1. Subscription. The Subscriber hereby subscribes for _______________
shares of common stock of the Company, par value $0.001 per share (the "Shares")
for the purchase price of fifty cents ($0.50) per Share. The Subscriber hereby
tenders to the Company the amount of _________________Dollars
($________________) (the "Invested Amount") as payment for these Shares. This
Agreement is an irrevocable offer by the Subscriber to subscribe for the
securities offered by the Company, and, subject to the terms hereof, shall
become a contract for the sale of said securities upon the acceptance thereof by
the Company.
2. Acceptance. The Subscriber acknowledges that this Agreement is subject
to the Company's discretionary right to accept or reject the subscription
herein, in full or in part, and the Subscriber will be notified upon closing of
the offering (the "Acceptance Date") whether the Agreement has been accepted by
the Company. If this Agreement is rejected for any reason, the Company shall
promptly return to the Subscriber the Invested Amount submitted to the Company
with this Agreement without interest or deduction, and this Subscription
Agreement shall be null, void and of no effect. Acceptance of this Agreement by
the Company will be evidenced by the execution hereof by an officer of the
Company
3. Warranties of Company. The Company hereby represents and warrants that:
(a) The issuance of the Shares to the Subscriber upon the terms and
conditions set forth herein has been authorized by all requisite corporate
action;
(b) The Company is a corporation validly formed and existing in good
standing as of the date hereof in the State of Delaware; and
(c) Upon acceptance of this Agreement and delivery to the Subscriber
of the stock certificate(s) representing the Shares, such Shares shall be
validly issued, fully paid, and nonassessable.

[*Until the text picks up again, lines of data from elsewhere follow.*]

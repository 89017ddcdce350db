use egui::RichText;

use super::state::{AppState, LoginStep};
use super::{error_label, loading_label, success_label, ACCENT_COLOR};
use crate::flight::Action;
use crate::login::LoginMethod;

pub fn login(ui: &mut egui::Ui, state: &mut AppState) {
    ui.vertical_centered(|ui| {
        ui.add_space(12.0);
        let Some(method) = state.login.method else {
            ui.spinner();
            ui.label("Detecting your location...");
            return;
        };

        let mut send = false;
        let mut verify = false;
        let mut back = false;

        match state.login.step {
            LoginStep::EnterIdentifier => {
                ui.heading("Login to Vote");
                ui.add_space(12.0);
                egui::Grid::new("identifier_grid")
                    .num_columns(2)
                    .show(ui, |ui| {
                        ui.label(method.label());
                        ui.add(
                            egui::TextEdit::singleline(&mut state.login.identifier)
                                .hint_text(method.hint()),
                        );
                        ui.end_row();
                    });
                ui.add_space(12.0);
                let busy = state.is_busy(Action::SendOtp);
                if ui.add_enabled(!busy, egui::Button::new("Send OTP")).clicked() {
                    send = true;
                }
                if method == LoginMethod::Mobile {
                    ui.label(RichText::new("We will text a one-time code to this number.").small());
                }
            }
            LoginStep::EnterOtp => {
                ui.heading("Verify OTP");
                ui.label(format!("An OTP was sent to {}", state.login.identifier.trim()));
                ui.add_space(12.0);
                egui::Grid::new("otp_grid").num_columns(2).show(ui, |ui| {
                    ui.label("Enter 6-Digit OTP");
                    ui.add(egui::TextEdit::singleline(&mut state.login.otp).hint_text("______"));
                    ui.end_row();
                });
                ui.add_space(12.0);
                let busy = state.is_busy(Action::VerifyOtp);
                ui.horizontal(|ui| {
                    if ui.button("Back").clicked() {
                        back = true;
                    }
                    if ui
                        .add_enabled(!busy, egui::Button::new("Verify & Login"))
                        .clicked()
                    {
                        verify = true;
                    }
                });
            }
        }

        ui.add_space(8.0);
        error_label(ui, &state.login.error);
        success_label(ui, &state.login.message);

        if send {
            state.send_otp();
        } else if verify {
            state.verify_otp();
        } else if back {
            state.login.step = LoginStep::EnterIdentifier;
            state.login.otp.clear();
            state.login.error.clear();
            state.login.message.clear();
        }
    });
}

pub fn voting(ui: &mut egui::Ui, state: &mut AppState) {
    if loading_label(ui, state, Action::LoadVotingState, "Loading Voting Booth...") {
        return;
    }
    error_label(ui, &state.booth_error);

    if state.booth.is_none() {
        if ui.button("Retry").clicked() {
            state.load_voting_state();
        }
        return;
    }
    let Some(booth) = state.booth.as_ref() else {
        return;
    };

    let mut voted_for = None;
    let mut submit = false;

    ui.heading(&booth.line().name);
    ui.horizontal(|ui| {
        ui.label("You have");
        ui.label(
            RichText::new(booth.remaining().to_string())
                .strong()
                .color(ACCENT_COLOR),
        );
        ui.label("votes remaining.");
    });
    ui.add_space(12.0);

    let can_vote = booth.can_vote();
    egui::Grid::new("contestant_grid")
        .num_columns(3)
        .spacing([24.0, 12.0])
        .striped(true)
        .show(ui, |ui| {
            for contestant in booth.contestants() {
                ui.vertical(|ui| {
                    ui.label(RichText::new(&contestant.name).heading());
                    if let Some(details) = &contestant.details {
                        ui.label(details);
                    }
                });
                if ui
                    .add_enabled(can_vote, egui::Button::new(RichText::new("♥").size(24.0)))
                    .clicked()
                {
                    voted_for = Some(contestant.id);
                }
                ui.label(
                    RichText::new(booth.pending_for(contestant.id).to_string())
                        .size(28.0)
                        .color(ACCENT_COLOR),
                );
                ui.end_row();
            }
        });

    let pending = booth.tracker().total_pending();
    if pending > 0 {
        ui.add_space(16.0);
        ui.vertical_centered(|ui| {
            let label = if booth.is_submitting() {
                "Submitting...".to_owned()
            } else {
                format!("Submit My {} Votes", pending)
            };
            if ui
                .add_enabled(booth.can_submit(), egui::Button::new(label))
                .clicked()
            {
                submit = true;
            }
        });
    }

    if let Some(id) = voted_for {
        state.vote_for(id);
    }
    if submit {
        state.submit_votes();
    }
}

pub fn history(ui: &mut egui::Ui, state: &mut AppState) {
    if loading_label(ui, state, Action::LoadHistory, "Loading history...") {
        return;
    }
    error_label(ui, &state.history_error);

    if state.history.is_empty() {
        if state.history_error.is_empty() {
            ui.label("You have not cast any votes yet.");
        }
        return;
    }

    egui::Grid::new("history_grid")
        .num_columns(4)
        .striped(true)
        .show(ui, |ui| {
            ui.strong("Voting Period");
            ui.strong("Contestant");
            ui.strong("Votes Cast");
            ui.strong("Date of Vote");
            ui.end_row();

            for entry in &state.history {
                ui.vertical(|ui| {
                    ui.label(&entry.voting_line_name);
                    ui.label(RichText::new(&entry.voting_line_dates).small());
                });
                ui.label(&entry.contestant_name);
                ui.label(
                    RichText::new(entry.vote_count.to_string())
                        .strong()
                        .color(ACCENT_COLOR),
                );
                ui.label(RichText::new(&entry.voted_at).small());
                ui.end_row();
            }
        });
}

4. Investment Risks. The Subscriber acknowledges that there are substantial
risks incident to the acquisition of the Shares, and the Subscriber recognizes
the speculative nature and risks of loss associated with investments of this
type.
5. Cancer Therapeutics, Inc. Prospectus. The Subscriber represents that it
has received a copy of Cancer Therapeutics, Inc.'s Prospectus dated
__________________, 2005, including supplements and amendments thereto,
concerning the operations and prospects for the Company (the "Prospectus").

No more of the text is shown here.